The discussion focused on the developments in the "explosive problem that threatens the Greek borders, which are also the borders of Europe" and Nehammer reaffirmed his country's readiness to further assist Greece in practice, the same sources said.
On his part, the Greek prime minister expressed the satisfaction of the Greek side for Austria's support in the European Union.
Nehammer's two-day visit to Greece came after a "coordination platform" for migration policy was set up in Vienna in July, aimed to make the measures of the EU and the Western Balkans more effective.
The platform will focus on coordinating cooperation in protecting the external borders, returning migrants without a right to asylum, fighting against smuggling, and establishing faster and more efficient asylum procedures.

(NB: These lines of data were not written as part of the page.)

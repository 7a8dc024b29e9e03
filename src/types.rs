//! Domain entities and their wire records.
//!
//! The domain structs (`Campaign`, `Pledge`, `Stream`) are what the rest
//! of the crate works with.  The `*Record` structs carry the camelCase
//! field names the backends speak and convert into the domain types at
//! the repository boundary.  Amounts are in the backend's fixed base unit
//! (lamports); timestamps are unix seconds.

use serde::{Deserialize, Serialize};

use crate::errors::{LedgerError, Result};

/// A fundraising campaign as held by the backend.
///
/// Aggregate counters (`raised`, `backers`) are owned by the campaign;
/// pledges and streams are independent append-only records that reference
/// it by id.  Campaigns are never deleted, only flagged.
#[derive(Debug, Clone, PartialEq, Eq, Serialize, Deserialize)]
pub struct Campaign {
    pub id: String,
    pub creator: String,
    pub title: String,
    pub description: String,
    pub goal: u64,
    pub raised: u64,
    pub backers: u64,
    pub created_at: i64,
    pub ends_at: i64,
    pub active: bool,
    pub canceled: bool,
    pub funds_withdrawn: bool,
}

/// An immutable one-time contribution record.
#[derive(Debug, Clone, PartialEq, Eq, Serialize, Deserialize)]
pub struct Pledge {
    pub id: String,
    pub campaign_id: String,
    pub backer: String,
    pub amount: u64,
    pub date: i64,
}

/// A time-vested continuous payment record.
///
/// Only `canceled_at` ever changes after creation; the streamed amount is
/// derived from elapsed time, never stored.
#[derive(Debug, Clone, PartialEq, Eq, Serialize, Deserialize)]
pub struct Stream {
    pub id: String,
    pub campaign_id: String,
    pub sender: String,
    pub recipient: String,
    pub total_amount: u64,
    pub start_time: i64,
    pub end_time: i64,
    pub canceled_at: Option<i64>,
}

/// Derived stream state, evaluated with precedence
/// canceled > completed > active.
#[derive(Debug, Clone, Copy, PartialEq, Eq, Serialize, Deserialize)]
#[serde(rename_all = "lowercase")]
pub enum StreamStatus {
    Active,
    Completed,
    Canceled,
}

impl StreamStatus {
    pub fn as_str(&self) -> &'static str {
        match self {
            Self::Active => "active",
            Self::Completed => "completed",
            Self::Canceled => "canceled",
        }
    }
}

/// Inputs to campaign creation.
#[derive(Debug, Clone, PartialEq, Eq, Serialize, Deserialize)]
pub struct CreateCampaignParams {
    pub title: String,
    pub description: String,
    pub goal: u64,
    pub duration_secs: i64,
}

impl CreateCampaignParams {
    /// The program's own well-formedness guards, checked client-side so a
    /// malformed create never leaves the client.
    pub fn validate(&self) -> Result<()> {
        if self.title.is_empty() || self.description.is_empty() {
            return Err(LedgerError::InvalidInput);
        }
        if self.goal == 0 {
            return Err(LedgerError::InvalidInput);
        }
        if self.duration_secs <= 0 {
            return Err(LedgerError::InvalidInput);
        }
        Ok(())
    }
}

/// Inputs to stream creation.
#[derive(Debug, Clone, PartialEq, Eq, Serialize, Deserialize)]
pub struct CreateStreamParams {
    pub campaign_id: String,
    pub recipient: String,
    pub total_amount: u64,
    pub start_time: i64,
    pub end_time: i64,
}

impl CreateStreamParams {
    pub fn validate(&self) -> Result<()> {
        if self.recipient.is_empty() {
            return Err(LedgerError::InvalidInput);
        }
        if self.total_amount == 0 {
            return Err(LedgerError::InvalidInput);
        }
        if self.end_time <= self.start_time {
            return Err(LedgerError::InvalidDuration);
        }
        Ok(())
    }
}

// ─────────────────────────────────────────────────────────
// Wire records
// ─────────────────────────────────────────────────────────

/// Campaign as returned by `fetchCampaign` / `fetchAllCampaigns`.
#[derive(Debug, Clone, Serialize, Deserialize)]
pub struct CampaignRecord {
    pub id: String,
    pub creator: String,
    pub title: String,
    pub description: String,
    pub goal: u64,
    pub raised: u64,
    pub backers: u64,
    #[serde(rename = "createdAt")]
    pub created_at: i64,
    #[serde(rename = "endsAt")]
    pub ends_at: i64,
    pub active: bool,
    pub canceled: bool,
    #[serde(rename = "fundsWithdrawn")]
    pub funds_withdrawn: bool,
}

impl From<CampaignRecord> for Campaign {
    fn from(r: CampaignRecord) -> Self {
        Campaign {
            id: r.id,
            creator: r.creator,
            title: r.title,
            description: r.description,
            goal: r.goal,
            raised: r.raised,
            backers: r.backers,
            created_at: r.created_at,
            ends_at: r.ends_at,
            active: r.active,
            canceled: r.canceled,
            funds_withdrawn: r.funds_withdrawn,
        }
    }
}

impl From<Campaign> for CampaignRecord {
    fn from(c: Campaign) -> Self {
        CampaignRecord {
            id: c.id,
            creator: c.creator,
            title: c.title,
            description: c.description,
            goal: c.goal,
            raised: c.raised,
            backers: c.backers,
            created_at: c.created_at,
            ends_at: c.ends_at,
            active: c.active,
            canceled: c.canceled,
            funds_withdrawn: c.funds_withdrawn,
        }
    }
}

/// Stream as returned by the streaming provider.
///
/// The accrual engine operates purely on these fields regardless of which
/// provider supplied them.
#[derive(Debug, Clone, Serialize, Deserialize)]
pub struct StreamRecord {
    pub id: String,
    #[serde(rename = "campaignId")]
    pub campaign_id: String,
    pub sender: String,
    pub recipient: String,
    #[serde(rename = "totalAmount")]
    pub total_amount: u64,
    #[serde(rename = "startTime")]
    pub start_time: i64,
    #[serde(rename = "endTime")]
    pub end_time: i64,
    #[serde(rename = "canceledAt")]
    pub canceled_at: Option<i64>,
}

impl From<StreamRecord> for Stream {
    fn from(r: StreamRecord) -> Self {
        Stream {
            id: r.id,
            campaign_id: r.campaign_id,
            sender: r.sender,
            recipient: r.recipient,
            total_amount: r.total_amount,
            start_time: r.start_time,
            end_time: r.end_time,
            canceled_at: r.canceled_at,
        }
    }
}

impl From<Stream> for StreamRecord {
    fn from(s: Stream) -> Self {
        StreamRecord {
            id: s.id,
            campaign_id: s.campaign_id,
            sender: s.sender,
            recipient: s.recipient,
            total_amount: s.total_amount,
            start_time: s.start_time,
            end_time: s.end_time,
            canceled_at: s.canceled_at,
        }
    }
}

#[cfg(test)]
mod tests {
    use super::*;

    fn params() -> CreateCampaignParams {
        CreateCampaignParams {
            title: "Decentralized Art Gallery".to_string(),
            description: "A virtual gallery for NFT artists".to_string(),
            goal: 10,
            duration_secs: 30 * 24 * 60 * 60,
        }
    }

    #[test]
    fn well_formed_params_pass() {
        assert!(params().validate().is_ok());
    }

    #[test]
    fn empty_title_is_rejected() {
        let mut p = params();
        p.title.clear();
        assert!(matches!(p.validate(), Err(LedgerError::InvalidInput)));
    }

    #[test]
    fn zero_goal_is_rejected() {
        let mut p = params();
        p.goal = 0;
        assert!(matches!(p.validate(), Err(LedgerError::InvalidInput)));
    }

    #[test]
    fn non_positive_duration_is_rejected() {
        let mut p = params();
        p.duration_secs = 0;
        assert!(matches!(p.validate(), Err(LedgerError::InvalidInput)));
    }

    #[test]
    fn degenerate_stream_window_is_rejected() {
        let p = CreateStreamParams {
            campaign_id: "campaign1".to_string(),
            recipient: "recipient1".to_string(),
            total_amount: 100,
            start_time: 1_000,
            end_time: 1_000,
        };
        assert!(matches!(p.validate(), Err(LedgerError::InvalidDuration)));
    }

    #[test]
    fn campaign_record_uses_camel_case_on_the_wire() {
        let json = r#"{
            "id": "campaign1",
            "creator": "8Kw7UrFz",
            "title": "Gallery",
            "description": "desc",
            "goal": 10,
            "raised": 3,
            "backers": 1,
            "createdAt": 1000,
            "endsAt": 2000,
            "active": true,
            "canceled": false,
            "fundsWithdrawn": false
        }"#;
        let record: CampaignRecord = serde_json::from_str(json).unwrap();
        let campaign = Campaign::from(record);
        assert_eq!(campaign.ends_at, 2000);
        assert!(!campaign.funds_withdrawn);
    }

    #[test]
    fn stream_record_round_trips_through_domain() {
        let json = r#"{
            "id": "stream1",
            "campaignId": "campaign1",
            "sender": "8Kw7UrFz",
            "recipient": "5FHwkrdx",
            "totalAmount": 100,
            "startTime": 0,
            "endTime": 100,
            "canceledAt": null
        }"#;
        let record: StreamRecord = serde_json::from_str(json).unwrap();
        let stream = Stream::from(record);
        assert_eq!(stream.total_amount, 100);
        assert!(stream.canceled_at.is_none());
    }
}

The land border between Greece and Turkey in the north and the northeastern Aegean Sea islands have received the bulk of flows of migrants and refugees into Greece since 2015.
During the past five years, more than one million people reached Greece and most continued their journeys to other European countries until the winter of 2016, when borders along the Balkan route were sealed off.
Currently, Greece hosts about 100,000 asylum seekers, according to data provided by the Migration and Asylum Ministry earlier this August. Some 28,000 were currently hosted in overcrowded facilities on Greek islands and about 12,000 were transferred to the mainland since January to improve the living conditions, according to the ministry.